[英]How to concat all column values in a spark dataframe into a String in Python?
I am trying to concat all the values in a column to make a string out of it with comma seperated values.我正在尝试将列中的所有值连接起来,以用逗号分隔值从中生成一个字符串。 To do that in Scala, I wrote the following code:
为此,我在 Scala 中编写了以下代码:
val pushLogIds = incLogIdDf.select($"interface_log_id").collect().map(_.getInt(0).toString).mkString(",")

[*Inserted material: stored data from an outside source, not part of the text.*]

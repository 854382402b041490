//! Configuration management for Quartermaster.
//!
//! Settings live in `config.kdl` files at two levels:
//! - System: `~/.config/quartermaster/config.kdl`
//! - Session: `<data root>/config.kdl` (one per project)
//!
//! Environment variables named after each setting (`LOCK_TIMEOUT`,
//! `MAX_RETRIES`, `UNRESPONSIVE_THRESHOLD`, ...) override both files.
//!
//! Use the [`resolver`] module for unified precedence resolution.

pub mod resolver;
pub mod schema;

pub use resolver::{
    ResolvedSettings, Settings, ValueSource, resolve_settings, resolve_settings_for,
    session_config_path, system_config_path,
};
pub use schema::QuartermasterConfig;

I am new to Python and after selecting the values in the column, I am unable to find a logic to Python to concat all the column values to a String after collecting them.我是 Python 的新手,在选择列中的值后,我无法找到 Python 的逻辑,以便在收集所有列值后将它们连接到字符串。
final_log_id_list = logidf.select("interface_log_id").collect()
Ex:前任:
interface_log_id
----------------
1
2
3
4
Output: a variable of String containing '1,2,3,4'
Could anyone let me know how to concat all the column values of a dataframe into a single String of comma separated values.谁能让我知道如何将 dataframe 的所有列值连接成一个逗号分隔值的字符串。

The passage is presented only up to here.